● **Task to carry out**: Would you print all of the entries word for word?

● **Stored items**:

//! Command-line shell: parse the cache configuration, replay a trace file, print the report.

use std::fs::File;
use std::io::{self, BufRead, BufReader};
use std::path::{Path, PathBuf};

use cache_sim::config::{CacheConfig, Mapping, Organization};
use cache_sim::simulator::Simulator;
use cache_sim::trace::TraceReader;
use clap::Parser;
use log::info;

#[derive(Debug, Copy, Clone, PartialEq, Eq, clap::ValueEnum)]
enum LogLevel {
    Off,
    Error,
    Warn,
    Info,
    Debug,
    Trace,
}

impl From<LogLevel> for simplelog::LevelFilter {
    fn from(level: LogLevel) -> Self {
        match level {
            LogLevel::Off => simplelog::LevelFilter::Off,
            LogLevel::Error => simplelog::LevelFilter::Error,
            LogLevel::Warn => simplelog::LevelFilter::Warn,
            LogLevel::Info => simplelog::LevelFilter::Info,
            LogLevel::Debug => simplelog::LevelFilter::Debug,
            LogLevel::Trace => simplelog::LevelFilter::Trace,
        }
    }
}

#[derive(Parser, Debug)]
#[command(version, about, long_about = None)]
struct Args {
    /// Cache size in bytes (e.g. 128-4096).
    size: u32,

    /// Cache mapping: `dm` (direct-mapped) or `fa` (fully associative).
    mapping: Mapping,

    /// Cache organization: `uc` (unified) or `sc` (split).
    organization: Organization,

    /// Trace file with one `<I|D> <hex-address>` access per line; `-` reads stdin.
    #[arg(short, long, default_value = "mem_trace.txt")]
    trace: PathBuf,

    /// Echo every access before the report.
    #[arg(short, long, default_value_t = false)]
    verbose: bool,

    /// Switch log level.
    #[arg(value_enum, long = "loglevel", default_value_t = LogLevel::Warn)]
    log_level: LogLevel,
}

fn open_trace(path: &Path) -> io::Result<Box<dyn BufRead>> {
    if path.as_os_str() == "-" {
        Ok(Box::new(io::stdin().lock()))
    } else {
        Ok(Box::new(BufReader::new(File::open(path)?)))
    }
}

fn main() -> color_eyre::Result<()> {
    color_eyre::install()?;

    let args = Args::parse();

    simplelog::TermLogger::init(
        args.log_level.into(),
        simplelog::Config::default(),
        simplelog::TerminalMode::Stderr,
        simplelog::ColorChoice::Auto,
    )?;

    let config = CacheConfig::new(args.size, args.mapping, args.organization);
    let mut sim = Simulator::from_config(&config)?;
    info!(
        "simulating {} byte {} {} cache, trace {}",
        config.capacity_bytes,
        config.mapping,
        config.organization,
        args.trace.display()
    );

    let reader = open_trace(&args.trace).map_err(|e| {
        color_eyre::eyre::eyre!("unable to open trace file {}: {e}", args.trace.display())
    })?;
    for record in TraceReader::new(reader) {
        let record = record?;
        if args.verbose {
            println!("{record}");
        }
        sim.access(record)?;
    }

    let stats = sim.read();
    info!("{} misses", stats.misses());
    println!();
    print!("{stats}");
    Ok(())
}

● **Result of the task**:
//! Command-line shell: parse the cache configuration, replay a trace file, print the report.

use std::fs::File;
use std::io::{self, BufRead, BufReader};
use std::path::{Path, PathBuf};

use cache_sim::config::{CacheConfig, Mapping, Organization};
use cache_sim::simulator::Simulator;
use cache_sim::trace::TraceReader;
use clap::Parser;
use log::info;

#[derive(Debug, Copy, Clone, PartialEq, Eq, clap::ValueEnum)]
enum LogLevel {
    Off,
    Error,
    Warn,
    Info,
    Debug,
    Trace,
}

impl From<LogLevel> for simplelog::LevelFilter {
    fn from(level: LogLevel) -> Self {
        match level {
            LogLevel::Off => simplelog::LevelFilter::Off,
            LogLevel::Error => simplelog::LevelFilter::Error,
            LogLevel::Warn => simplelog::LevelFilter::Warn,
            LogLevel::Info => simplelog::LevelFilter::Info,
            LogLevel::Debug => simplelog::LevelFilter::Debug,
            LogLevel::Trace => simplelog::LevelFilter::Trace,
        }
    }
}

#[derive(Parser, Debug)]
#[command(version, about, long_about = None)]
struct Args {
    /// Cache size in bytes (e.g. 128-4096).
    size: u32,

    /// Cache mapping: `dm` (direct-mapped) or `fa` (fully associative).
    mapping: Mapping,

    /// Cache organization: `uc` (unified) or `sc` (split).
    organization: Organization,

    /// Trace file with one `<I|D> <hex-address>` access per line; `-` reads stdin.
    #[arg(short, long, default_value = "mem_trace.txt")]
    trace: PathBuf,

    /// Echo every access before the report.
    #[arg(short, long, default_value_t = false)]
    verbose: bool,

    /// Switch log level.
    #[arg(value_enum, long = "loglevel", default_value_t = LogLevel::Warn)]
    log_level: LogLevel,
}

fn open_trace(path: &Path) -> io::Result<Box<dyn BufRead>> {
    if path.as_os_str() == "-" {
        Ok(Box::new(io::stdin().lock()))
    } else {
        Ok(Box::new(BufReader::new(File::open(path)?)))
    }
}

fn main() -> color_eyre::Result<()> {
    color_eyre::install()?;

    let args = Args::parse();

    simplelog::TermLogger::init(
        args.log_level.into(),
        simplelog::Config::default(),
        simplelog::TerminalMode::Stderr,
        simplelog::ColorChoice::Auto,
    )?;

    let config = CacheConfig::new(args.size, args.mapping, args.organization);
    let mut sim = Simulator::from_config(&config)?;
    info!(
        "simulating {} byte {} {} cache, trace {}",
        config.capacity_bytes,
        config.mapping,
        config.organization,
        args.trace.display()
    );

    let reader = open_trace(&args.trace).map_err(|e| {
        color_eyre::eyre::eyre!("unable to open trace file {}: {e}", args.trace.display())
    })?;
    for record in TraceReader::new(reader) {
        let record = record?;
        if args.verbose {
            println!("{record}");
        }
        sim.access(record)?;
    }

    let stats = sim.read();
    info!("{} misses", stats.misses());
    println!();
    print!("{stats}");
    Ok(())
}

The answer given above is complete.